TRY IT » In the following material, identify every line holding the string "PlayerKind" and return it.

++++++++

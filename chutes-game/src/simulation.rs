//! Repeated-game driver and per-variant aggregation.
use log::{debug, info};
use rand::seq::SliceRandom;
use std::collections::BTreeMap;
use thiserror::Error;

use crate::board::Board;
use crate::config::{ConfigError, SimulationConfig};
use crate::dice::{Die, RollSource};
use crate::game::{Game, GameError, GameResult};
use crate::player::{PlayerKind, VariantTuning};
use crate::stats::{self, SimulationSummary};

#[derive(Debug, Error)]
pub enum SimulationError {
    #[error(transparent)]
    Config(#[from] ConfigError),
    #[error(transparent)]
    Game(#[from] GameError),
}

/// Runs many independent games over one board and lineup.
///
/// The lineup is fixed at construction; every game starts from fresh
/// player states and appends one [`GameResult`].
#[derive(Debug)]
pub struct Simulation<D = Die> {
    board: Board,
    lineup: Vec<PlayerKind>,
    tuning: VariantTuning,
    max_rounds: Option<u32>,
    seed: Option<u64>,
    dice: D,
    results: Vec<GameResult>,
}

impl Simulation<Die> {
    /// Validate `config`, seed the die and fix the seating order.
    ///
    /// With `shuffle_players` the lineup is shuffled once from the same
    /// stream that later drives the rolls, so a seed reproduces both.
    ///
    /// # Errors
    ///
    /// Returns [`SimulationError::Config`] for an invalid configuration and
    /// [`SimulationError::Game`] when OS entropy is unavailable.
    pub fn new(config: &SimulationConfig) -> Result<Self, SimulationError> {
        let board = config.validate()?;
        let mut dice = match config.seed {
            Some(seed) => Die::seeded(seed),
            None => Die::from_entropy()?,
        };
        let mut lineup = config.players.clone();
        if config.shuffle_players {
            lineup.shuffle(dice.rng_mut());
        }
        Ok(Self::assemble(config, board, lineup, dice))
    }
}

impl<D: RollSource> Simulation<D> {
    /// Build over an injected roll source, keeping the configured order.
    ///
    /// # Errors
    ///
    /// Returns [`SimulationError::Config`] for an invalid configuration.
    pub fn with_dice(config: &SimulationConfig, dice: D) -> Result<Self, SimulationError> {
        let board = config.validate()?;
        Ok(Self::assemble(config, board, config.players.clone(), dice))
    }

    fn assemble(
        config: &SimulationConfig,
        board: Board,
        lineup: Vec<PlayerKind>,
        dice: D,
    ) -> Self {
        Self {
            board,
            lineup,
            tuning: config.tuning,
            max_rounds: config.max_rounds,
            seed: config.seed,
            dice,
            results: Vec::new(),
        }
    }

    /// Play `games` games in sequence, recording each result.
    ///
    /// Results from earlier calls are kept; the first failing game aborts
    /// the run and nothing is recorded for it.
    ///
    /// # Errors
    ///
    /// Propagates the first [`GameError`].
    pub fn run(&mut self, games: usize) -> Result<&[GameResult], SimulationError> {
        info!(
            "running {games} games with {} players (seed {:?})",
            self.lineup.len(),
            self.seed
        );
        let start = self.results.len();
        self.results.reserve(games);
        for index in 0..games {
            let result = self.play_game()?;
            debug!(
                "game {}: {} at seat {} won in {} steps ({} rounds)",
                start + index + 1,
                result.winner,
                result.seat,
                result.steps,
                result.rounds
            );
            self.results.push(result);
        }
        info!("finished {games} games; wins {:?}", self.wins_per_kind());
        Ok(&self.results[start..])
    }

    /// Play a single game without recording it.
    ///
    /// # Errors
    ///
    /// Propagates roll failures and the round limit.
    pub fn play_game(&mut self) -> Result<GameResult, GameError> {
        let mut game =
            Game::new(&self.board, &self.lineup, &self.tuning)?.with_max_rounds(self.max_rounds);
        game.play(&mut self.dice)
    }

    #[must_use]
    pub fn results(&self) -> &[GameResult] {
        &self.results
    }

    #[must_use]
    pub fn wins_per_kind(&self) -> BTreeMap<PlayerKind, usize> {
        stats::wins_per_kind(&self.results)
    }

    #[must_use]
    pub fn durations_per_kind(&self) -> BTreeMap<PlayerKind, Vec<u32>> {
        stats::durations_per_kind(&self.results)
    }

    #[must_use]
    pub fn participants_per_kind(&self) -> BTreeMap<PlayerKind, usize> {
        stats::participants_per_kind(&self.lineup)
    }

    /// Seating order used by every game.
    #[must_use]
    pub fn lineup(&self) -> &[PlayerKind] {
        &self.lineup
    }

    #[must_use]
    pub const fn board(&self) -> &Board {
        &self.board
    }

    /// Configured seed; `None` for entropy-seeded runs.
    #[must_use]
    pub const fn seed(&self) -> Option<u64> {
        self.seed
    }

    #[must_use]
    pub const fn tuning(&self) -> VariantTuning {
        self.tuning
    }

    #[must_use]
    pub const fn dice(&self) -> &D {
        &self.dice
    }

    #[must_use]
    pub fn summary(&self) -> SimulationSummary {
        SimulationSummary::from_results(&self.results, &self.lineup, self.seed)
    }
}
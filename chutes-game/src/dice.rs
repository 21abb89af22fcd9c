//! Die-roll sources injected into the game runner.
use rand::rngs::OsRng;
use rand::{Rng, RngCore, SeedableRng};
use rand_chacha::ChaCha20Rng;
use std::collections::VecDeque;

use crate::constants::DIE_FACES;
use crate::game::GameError;

/// Anything that can produce six-sided die rolls.
///
/// A failing source is fatal for the run; callers never retry.
pub trait RollSource {
    /// Produce the next roll.
    ///
    /// # Errors
    ///
    /// Returns a [`GameError`] when the source cannot produce a roll.
    fn roll(&mut self) -> Result<u8, GameError>;
}

impl<T: RollSource + ?Sized> RollSource for &mut T {
    fn roll(&mut self) -> Result<u8, GameError> {
        (**self).roll()
    }
}

/// Fair six-sided die over an injected generator, counting every draw.
#[derive(Debug, Clone)]
pub struct Die<R = ChaCha20Rng> {
    rng: R,
    rolls: u64,
}

impl Die<ChaCha20Rng> {
    /// Deterministic die; the same seed always yields the same roll stream.
    #[must_use]
    pub fn seeded(seed: u64) -> Self {
        Self::new(ChaCha20Rng::seed_from_u64(seed))
    }

    /// Die seeded from operating-system entropy.
    ///
    /// # Errors
    ///
    /// Returns [`GameError::Entropy`] when the OS generator is unavailable.
    pub fn from_entropy() -> Result<Self, GameError> {
        ChaCha20Rng::from_rng(OsRng)
            .map(Self::new)
            .map_err(|err| GameError::Entropy(err.to_string()))
    }
}

impl<R: RngCore> Die<R> {
    pub const fn new(rng: R) -> Self {
        Self { rng, rolls: 0 }
    }

    /// Number of rolls drawn so far.
    #[must_use]
    pub const fn rolls(&self) -> u64 {
        self.rolls
    }

    /// Underlying generator, for consumers sharing the same stream.
    pub fn rng_mut(&mut self) -> &mut R {
        &mut self.rng
    }
}

impl<R: RngCore> RollSource for Die<R> {
    fn roll(&mut self) -> Result<u8, GameError> {
        self.rolls = self.rolls.saturating_add(1);
        Ok(self.rng.gen_range(1..=DIE_FACES))
    }
}

/// Replays a fixed sequence of rolls, then fails.
#[derive(Debug, Clone, Default)]
pub struct ScriptedRolls {
    pending: VecDeque<u8>,
    consumed: usize,
}

impl ScriptedRolls {
    pub fn new(rolls: impl IntoIterator<Item = u8>) -> Self {
        Self {
            pending: rolls.into_iter().collect(),
            consumed: 0,
        }
    }

    #[must_use]
    pub fn remaining(&self) -> usize {
        self.pending.len()
    }

    #[must_use]
    pub const fn consumed(&self) -> usize {
        self.consumed
    }
}

impl RollSource for ScriptedRolls {
    fn roll(&mut self) -> Result<u8, GameError> {
        let roll = self.pending.pop_front().ok_or(GameError::RollsExhausted {
            consumed: self.consumed,
        })?;
        self.consumed += 1;
        Ok(roll)
    }
}
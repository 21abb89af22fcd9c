//! Numeric conversion helpers centralizing lossy casts.

use num_traits::cast::cast;

/// Convert a count to f64 while allowing precision loss in a single location.
#[must_use]
pub fn usize_to_f64(value: usize) -> f64 {
    cast::<usize, f64>(value).unwrap_or(0.0)
}

/// `numerator / denominator`, or 0.0 when the denominator is zero.
#[must_use]
pub fn ratio(numerator: usize, denominator: usize) -> f64 {
    if denominator == 0 {
        return 0.0;
    }
    usize_to_f64(numerator) / usize_to_f64(denominator)
}
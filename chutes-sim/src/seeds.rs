use anyhow::{Result, bail};
use std::collections::HashSet;
use std::fmt;

pub const DEFAULT_SEED: u64 = 1337;

/// One requested simulation run: a fixed seed or a fresh entropy stream.
#[derive(Debug, Clone, Copy, PartialEq, Eq)]
pub enum SeedInput {
    Fixed(u64),
    Random,
}

impl SeedInput {
    #[must_use]
    pub const fn seed(self) -> Option<u64> {
        match self {
            Self::Fixed(seed) => Some(seed),
            Self::Random => None,
        }
    }
}

impl fmt::Display for SeedInput {
    fn fmt(&self, f: &mut fmt::Formatter<'_>) -> fmt::Result {
        match self {
            Self::Fixed(seed) => write!(f, "{seed}"),
            Self::Random => f.write_str("random"),
        }
    }
}

/// Resolve CLI seed tokens into the runs to perform.
///
/// Accepts integers (negative values use their magnitude) and the keyword
/// `random`, which asks for an entropy-seeded run each time it appears.
/// Duplicate numeric seeds collapse to their first occurrence; an empty list
/// falls back to [`DEFAULT_SEED`].
pub fn resolve_seed_inputs(tokens: &[String]) -> Result<Vec<SeedInput>> {
    let mut seen = HashSet::new();
    let mut resolved = Vec::new();

    for token in tokens {
        if token.is_empty() {
            continue;
        }

        if token.eq_ignore_ascii_case("random") {
            resolved.push(SeedInput::Random);
            continue;
        }

        let seed = if let Ok(value) = token.parse::<i64>() {
            value.unsigned_abs()
        } else if let Ok(value) = token.parse::<u64>() {
            value
        } else {
            bail!("Unrecognized seed token: {token}");
        };

        if seen.insert(seed) {
            resolved.push(SeedInput::Fixed(seed));
        }
    }

    if resolved.is_empty() {
        resolved.push(SeedInput::Fixed(DEFAULT_SEED));
    }

    Ok(resolved)
}
//! Board layout and shortcut resolution.
use serde::{Deserialize, Serialize};
use std::collections::{BTreeMap, BTreeSet};
use thiserror::Error;

use crate::constants::{DEFAULT_CHUTES, DEFAULT_GOAL, DEFAULT_LADDERS};

/// Index of a square on the board. Position 0 is off-board, before square 1.
pub type Square = u32;

/// Errors raised when a board layout violates its invariants.
#[derive(Debug, Error, Clone, PartialEq, Eq)]
pub enum BoardError {
    #[error("goal must be at least 1")]
    ZeroGoal,
    #[error("square {square} is both a ladder and a chute source")]
    OverlappingSource { square: Square },
    #[error("shortcut at square {square} points to itself")]
    SelfLoop { square: Square },
    #[error("ladder {from} -> {to} does not climb")]
    LadderNotAscending { from: Square, to: Square },
    #[error("chute {from} -> {to} does not descend")]
    ChuteNotDescending { from: Square, to: Square },
    #[error("shortcut {from} -> {to} lands beyond goal {goal}")]
    DestinationBeyondGoal { from: Square, to: Square, goal: Square },
    #[error("shortcut {from} -> {to} lands on another shortcut")]
    ChainedShortcut { from: Square, to: Square },
}

/// Kind of shortcut occupying a square.
#[derive(Debug, Clone, Copy, PartialEq, Eq, Serialize, Deserialize)]
#[serde(rename_all = "snake_case")]
pub enum Shortcut {
    Ladder { to: Square },
    Chute { to: Square },
}

impl Shortcut {
    #[must_use]
    pub const fn destination(self) -> Square {
        match self {
            Self::Ladder { to } | Self::Chute { to } => to,
        }
    }
}

/// Serializable description of a board, validated into a [`Board`].
#[derive(Debug, Clone, PartialEq, Eq, Serialize, Deserialize)]
pub struct BoardConfig {
    #[serde(default = "BoardConfig::default_ladders")]
    pub ladders: BTreeMap<Square, Square>,
    #[serde(default = "BoardConfig::default_chutes")]
    pub chutes: BTreeMap<Square, Square>,
    #[serde(default = "BoardConfig::default_goal")]
    pub goal: Square,
}

impl BoardConfig {
    fn default_ladders() -> BTreeMap<Square, Square> {
        DEFAULT_LADDERS.into_iter().collect()
    }

    fn default_chutes() -> BTreeMap<Square, Square> {
        DEFAULT_CHUTES.into_iter().collect()
    }

    const fn default_goal() -> Square {
        DEFAULT_GOAL
    }

    /// Validate the layout and build an immutable [`Board`].
    ///
    /// # Errors
    ///
    /// Returns a [`BoardError`] describing the first violated invariant.
    pub fn build(&self) -> Result<Board, BoardError> {
        Board::new(self.ladders.clone(), self.chutes.clone(), self.goal)
    }
}

impl Default for BoardConfig {
    fn default() -> Self {
        Self {
            ladders: Self::default_ladders(),
            chutes: Self::default_chutes(),
            goal: Self::default_goal(),
        }
    }
}

/// Immutable rule object mapping shortcut sources to their destinations.
#[derive(Debug, Clone, PartialEq, Eq)]
pub struct Board {
    ladders: BTreeMap<Square, Square>,
    chutes: BTreeMap<Square, Square>,
    goal: Square,
    ladder_destinations: BTreeSet<Square>,
    chute_destinations: BTreeSet<Square>,
}

impl Board {
    /// Build a board from explicit shortcut maps.
    ///
    /// A valid board has a positive goal, ladders that climb, chutes that
    /// descend, no square that is both a ladder and a chute source, no
    /// destination past the goal, and no destination that is itself a
    /// shortcut source. The last rule keeps every landing fully resolved
    /// after one adjustment.
    ///
    /// # Errors
    ///
    /// Returns a [`BoardError`] describing the first violated invariant.
    pub fn new(
        ladders: BTreeMap<Square, Square>,
        chutes: BTreeMap<Square, Square>,
        goal: Square,
    ) -> Result<Self, BoardError> {
        validate_layout(&ladders, &chutes, goal)?;
        let ladder_destinations = ladders.values().copied().collect();
        let chute_destinations = chutes.values().copied().collect();
        Ok(Self {
            ladders,
            chutes,
            goal,
            ladder_destinations,
            chute_destinations,
        })
    }

    #[must_use]
    pub const fn goal(&self) -> Square {
        self.goal
    }

    #[must_use]
    pub const fn ladders(&self) -> &BTreeMap<Square, Square> {
        &self.ladders
    }

    #[must_use]
    pub const fn chutes(&self) -> &BTreeMap<Square, Square> {
        &self.chutes
    }

    /// Squares some ladder lands on.
    #[must_use]
    pub const fn ladder_destinations(&self) -> &BTreeSet<Square> {
        &self.ladder_destinations
    }

    /// Squares some chute lands on.
    #[must_use]
    pub const fn chute_destinations(&self) -> &BTreeSet<Square> {
        &self.chute_destinations
    }

    #[must_use]
    pub const fn goal_reached(&self, position: Square) -> bool {
        position >= self.goal
    }

    #[must_use]
    pub fn shortcut_at(&self, position: Square) -> Option<Shortcut> {
        if let Some(&to) = self.ladders.get(&position) {
            return Some(Shortcut::Ladder { to });
        }
        self.chutes
            .get(&position)
            .map(|&to| Shortcut::Chute { to })
    }

    /// Signed offset that moves a player standing on `position` to the
    /// shortcut destination: `destination - position`, or 0 off-shortcut.
    #[must_use]
    pub fn position_adjustment(&self, position: Square) -> i64 {
        self.shortcut_at(position).map_or(0, |shortcut| {
            i64::from(shortcut.destination()) - i64::from(position)
        })
    }

    /// Square a player ends on after landing on `position`.
    ///
    /// Always equal to `position + position_adjustment(position)`.
    #[must_use]
    pub fn landing_square(&self, position: Square) -> Square {
        self.shortcut_at(position)
            .map_or(position, Shortcut::destination)
    }

    /// Snapshot the layout back into its serializable form.
    #[must_use]
    pub fn config(&self) -> BoardConfig {
        BoardConfig {
            ladders: self.ladders.clone(),
            chutes: self.chutes.clone(),
            goal: self.goal,
        }
    }
}

impl Default for Board {
    fn default() -> Self {
        let ladders: BTreeMap<Square, Square> = DEFAULT_LADDERS.into_iter().collect();
        let chutes: BTreeMap<Square, Square> = DEFAULT_CHUTES.into_iter().collect();
        Self {
            ladder_destinations: ladders.values().copied().collect(),
            chute_destinations: chutes.values().copied().collect(),
            ladders,
            chutes,
            goal: DEFAULT_GOAL,
        }
    }
}

fn validate_layout(
    ladders: &BTreeMap<Square, Square>,
    chutes: &BTreeMap<Square, Square>,
    goal: Square,
) -> Result<(), BoardError> {
    if goal == 0 {
        return Err(BoardError::ZeroGoal);
    }
    if let Some(&square) = ladders.keys().find(|&&square| chutes.contains_key(&square)) {
        return Err(BoardError::OverlappingSource { square });
    }
    for (&from, &to) in ladders {
        if from == to {
            return Err(BoardError::SelfLoop { square: from });
        }
        if to < from {
            return Err(BoardError::LadderNotAscending { from, to });
        }
    }
    for (&from, &to) in chutes {
        if from == to {
            return Err(BoardError::SelfLoop { square: from });
        }
        if to > from {
            return Err(BoardError::ChuteNotDescending { from, to });
        }
    }
    for (&from, &to) in ladders.iter().chain(chutes) {
        if to > goal {
            return Err(BoardError::DestinationBeyondGoal { from, to, goal });
        }
        if ladders.contains_key(&to) || chutes.contains_key(&to) {
            return Err(BoardError::ChainedShortcut { from, to });
        }
    }
    Ok(())
}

++++++++

ANSWER TO THIS TASK »
use crate::player::{PlayerKind, VariantTuning};
    lineup: Vec<PlayerKind>,
        lineup: Vec<PlayerKind>,
    pub fn wins_per_kind(&self) -> BTreeMap<PlayerKind, usize> {
    pub fn durations_per_kind(&self) -> BTreeMap<PlayerKind, Vec<u32>> {
    pub fn participants_per_kind(&self) -> BTreeMap<PlayerKind, usize> {
    pub fn lineup(&self) -> &[PlayerKind] {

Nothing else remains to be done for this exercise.